### Assigned task
Copy out each line from the material where the word "message" is found.

### Supplied data

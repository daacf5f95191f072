use async_trait::async_trait;
use jiff::Timestamp;
use sqlx::mysql::MySqlRow;
use sqlx::{MySqlPool, Row};
use tether_core::store::{LinkStore, Result};
use tether_core::{ConflictKey, NewShortLink, ShortCode, ShortLink, StorageError};

/// Name of the unique index over system-generated targets, see
/// `ddl/mysql/short_links.sql`.
const SYSTEM_TARGET_INDEX: &str = "uk_short_links_system_target";

macro_rules! select_links {
    ($($tail:literal),*) => {
        concat!(
            "SELECT id, target_address, short_code, is_custom_alias, access_count, ",
            "description, created_at, last_updated_at FROM short_links ",
            $($tail),*
        )
    };
}

/// MySQL implementation of the [`LinkStore`] contract.
///
/// Timestamps are stored as unix milliseconds. `short_code` uses a binary
/// collation so codes that differ only in case stay distinct, and the target
/// uniqueness of system-generated links is enforced through a stored hash
/// column that is `NULL` for custom aliases.
#[derive(Debug, Clone)]
pub struct MySqlStore {
    pool: MySqlPool,
}

impl MySqlStore {
    /// Creates a store from an existing MySQL connection pool.
    pub fn new(pool: MySqlPool) -> Self {
        Self { pool }
    }

    /// Creates a store by opening a new MySQL connection pool.
    pub async fn connect(database_url: &str) -> Result<Self> {
        let pool = MySqlPool::connect(database_url)
            .await
            .map_err(map_sqlx_error)?;
        Ok(Self::new(pool))
    }

    /// Returns a reference to the underlying pool.
    pub fn pool(&self) -> &MySqlPool {
        &self.pool
    }

    async fn find_by_id(&self, id: i64) -> Result<Option<ShortLink>> {
        let row = sqlx::query(select_links!("WHERE id = ? LIMIT 1"))
            .bind(id)
            .fetch_optional(&self.pool)
            .await
            .map_err(map_sqlx_error)?;

        row.as_ref().map(link_from_row).transpose()
    }
}

fn now_millis() -> i64 {
    Timestamp::now().as_millisecond()
}

fn parse_millis(column: &str, millis: i64) -> Result<Timestamp> {
    Timestamp::from_millisecond(millis).map_err(|e| {
        StorageError::InvalidData(format!("invalid {column} timestamp '{millis}': {e}"))
    })
}

fn link_from_row(row: &MySqlRow) -> Result<ShortLink> {
    let created_at: i64 = row.try_get("created_at").map_err(map_sqlx_error)?;
    let last_updated_at: i64 = row.try_get("last_updated_at").map_err(map_sqlx_error)?;
    let code: String = row.try_get("short_code").map_err(map_sqlx_error)?;

    Ok(ShortLink {
        id: row.try_get("id").map_err(map_sqlx_error)?,
        target_address: row.try_get("target_address").map_err(map_sqlx_error)?,
        code: ShortCode::new_unchecked(code),
        is_custom_alias: row.try_get("is_custom_alias").map_err(map_sqlx_error)?,
        access_count: row.try_get("access_count").map_err(map_sqlx_error)?,
        created_at: parse_millis("created_at", created_at)?,
        last_updated_at: parse_millis("last_updated_at", last_updated_at)?,
        description: row.try_get("description").map_err(map_sqlx_error)?,
    })
}

/// Maps a unique-key violation to the index it hit, if it is one.
fn conflict_key(err: &sqlx::Error) -> Option<ConflictKey> {
    let db = err.as_database_error()?;
    if !db.is_unique_violation() {
        return None;
    }
    if db.message().contains(SYSTEM_TARGET_INDEX) {
        Some(ConflictKey::Target)
    } else {
        Some(ConflictKey::Code)
    }
}

fn map_sqlx_error(err: sqlx::Error) -> StorageError {
    let message = err.to_string();

    match err {
        sqlx::Error::PoolTimedOut => StorageError::Timeout(message),
        sqlx::Error::PoolClosed
        | sqlx::Error::WorkerCrashed
        | sqlx::Error::Io(_)
        | sqlx::Error::Tls(_) => StorageError::Unavailable(message),
        sqlx::Error::ColumnIndexOutOfBounds { .. }
        | sqlx::Error::ColumnNotFound(_)
        | sqlx::Error::ColumnDecode { .. }
        | sqlx::Error::TypeNotFound { .. }
        | sqlx::Error::Decode(_)
        | sqlx::Error::RowNotFound => StorageError::InvalidData(message),
        _ => StorageError::Query(message),
    }
}

#[async_trait]
impl LinkStore for MySqlStore {
    async fn find_by_target(&self, target: &str) -> Result<Option<ShortLink>> {
        let row = sqlx::query(select_links!(
            "WHERE system_target_hash = UNHEX(SHA2(?, 256)) ",
            "AND target_address = ? LIMIT 1"
        ))
        .bind(target)
        .bind(target)
        .fetch_optional(&self.pool)
        .await
        .map_err(map_sqlx_error)?;

        row.as_ref().map(link_from_row).transpose()
    }

    async fn find_by_code(&self, code: &str) -> Result<Option<ShortLink>> {
        let row = sqlx::query(select_links!("WHERE short_code = ? LIMIT 1"))
            .bind(code)
            .fetch_optional(&self.pool)
            .await
            .map_err(map_sqlx_error)?;

        row.as_ref().map(link_from_row).transpose()
    }

    async fn exists_by_code(&self, code: &str) -> Result<bool> {
        let exists = sqlx::query(
            r#"
            SELECT 1
            FROM short_links
            WHERE short_code = ?
            LIMIT 1
            "#,
        )
        .bind(code)
        .fetch_optional(&self.pool)
        .await
        .map_err(map_sqlx_error)?
        .is_some();

        Ok(exists)
    }

    async fn insert(&self, link: NewShortLink) -> Result<ShortLink> {
        let now = now_millis();

        let result = sqlx::query(
            r#"
            INSERT INTO short_links
                (target_address, short_code, is_custom_alias, access_count,
                 description, created_at, last_updated_at)
            VALUES (?, ?, ?, 0, ?, ?, ?)
            "#,
        )
        .bind(&link.target_address)
        .bind(link.code.as_str())
        .bind(link.is_custom_alias)
        .bind(&link.description)
        .bind(now)
        .bind(now)
        .execute(&self.pool)
        .await;

        match result {
            Ok(done) => {
                let id = i64::try_from(done.last_insert_id()).map_err(|e| {
                    StorageError::InvalidData(format!("assigned id out of range: {e}"))
                })?;
                Ok(link.into_link(id, parse_millis("created_at", now)?))
            }
            Err(err) => match conflict_key(&err) {
                Some(ConflictKey::Target) => Err(StorageError::Conflict {
                    key: ConflictKey::Target,
                    value: link.target_address,
                }),
                Some(ConflictKey::Code) => Err(StorageError::Conflict {
                    key: ConflictKey::Code,
                    value: link.code.into_string(),
                }),
                None => Err(map_sqlx_error(err)),
            },
        }
    }

    async fn update(&self, link: ShortLink) -> Result<ShortLink> {
        let result = sqlx::query(
            r#"
            UPDATE short_links
            SET short_code = ?, last_updated_at = ?
            WHERE id = ?
            "#,
        )
        .bind(link.code.as_str())
        .bind(now_millis())
        .bind(link.id)
        .execute(&self.pool)
        .await;

        if let Err(err) = result {
            return match conflict_key(&err) {
                Some(key) => Err(StorageError::Conflict {
                    key,
                    value: link.code.into_string(),
                }),
                None => Err(map_sqlx_error(err)),
            };
        }

        // MySQL reports zero affected rows for no-op updates, so re-read.
        self.find_by_id(link.id)
            .await?
            .ok_or(StorageError::NotFound(link.id))
    }

    async fn add_access_count(&self, code: &str, delta: i64) -> Result<Option<i64>> {
        let mut tx = self.pool.begin().await.map_err(map_sqlx_error)?;

        let updated = sqlx::query(
            r#"
            UPDATE short_links
            SET access_count = access_count + ?, last_updated_at = ?
            WHERE short_code = ?
            "#,
        )
        .bind(delta)
        .bind(now_millis())
        .bind(code)
        .execute(&mut *tx)
        .await
        .map_err(map_sqlx_error)?;

        if updated.rows_affected() == 0 {
            tx.rollback().await.map_err(map_sqlx_error)?;
            return Ok(None);
        }

        // The row stays locked until commit, so this reads our own increment.
        let count: i64 = sqlx::query("SELECT access_count FROM short_links WHERE short_code = ?")
            .bind(code)
            .fetch_one(&mut *tx)
            .await
            .map_err(map_sqlx_error)?
            .try_get("access_count")
            .map_err(map_sqlx_error)?;

        tx.commit().await.map_err(map_sqlx_error)?;
        Ok(Some(count))
    }

    async fn count(&self) -> Result<i64> {
        sqlx::query("SELECT COUNT(*) AS total FROM short_links")
            .fetch_one(&self.pool)
            .await
            .map_err(map_sqlx_error)?
            .try_get("total")
            .map_err(map_sqlx_error)
    }

    async fn sum_access_count(&self) -> Result<i64> {
        sqlx::query(
            "SELECT CAST(COALESCE(SUM(access_count), 0) AS SIGNED) AS total FROM short_links",
        )
        .fetch_one(&self.pool)
        .await
        .map_err(map_sqlx_error)?
        .try_get("total")
        .map_err(map_sqlx_error)
    }

    async fn count_custom_aliases(&self) -> Result<i64> {
        sqlx::query("SELECT COUNT(*) AS total FROM short_links WHERE is_custom_alias = TRUE")
            .fetch_one(&self.pool)
            .await
            .map_err(map_sqlx_error)?
            .try_get("total")
            .map_err(map_sqlx_error)
    }

    async fn find_hot_links(&self, min_access_count: i64) -> Result<Vec<ShortLink>> {
        let rows = sqlx::query(select_links!(
            "WHERE access_count > ? ",
            "ORDER BY access_count DESC, id ASC"
        ))
        .bind(min_access_count)
        .fetch_all(&self.pool)
        .await
        .map_err(map_sqlx_error)?;

        rows.iter().map(link_from_row).collect()
    }

    async fn find_created_between(
        &self,
        start: Timestamp,
        end: Timestamp,
    ) -> Result<Vec<ShortLink>> {
        let rows = sqlx::query(select_links!(
            "WHERE created_at BETWEEN ? AND ? ",
            "ORDER BY created_at ASC, id ASC"
        ))
        .bind(start.as_millisecond())
        .bind(end.as_millisecond())
        .fetch_all(&self.pool)
        .await
        .map_err(map_sqlx_error)?;

        rows.iter().map(link_from_row).collect()
    }
}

### Reply
    if db.message().contains(SYSTEM_TARGET_INDEX) {
    let message = err.to_string();
        sqlx::Error::PoolTimedOut => StorageError::Timeout(message),
        | sqlx::Error::Tls(_) => StorageError::Unavailable(message),
        | sqlx::Error::RowNotFound => StorageError::InvalidData(message),
        _ => StorageError::Query(message),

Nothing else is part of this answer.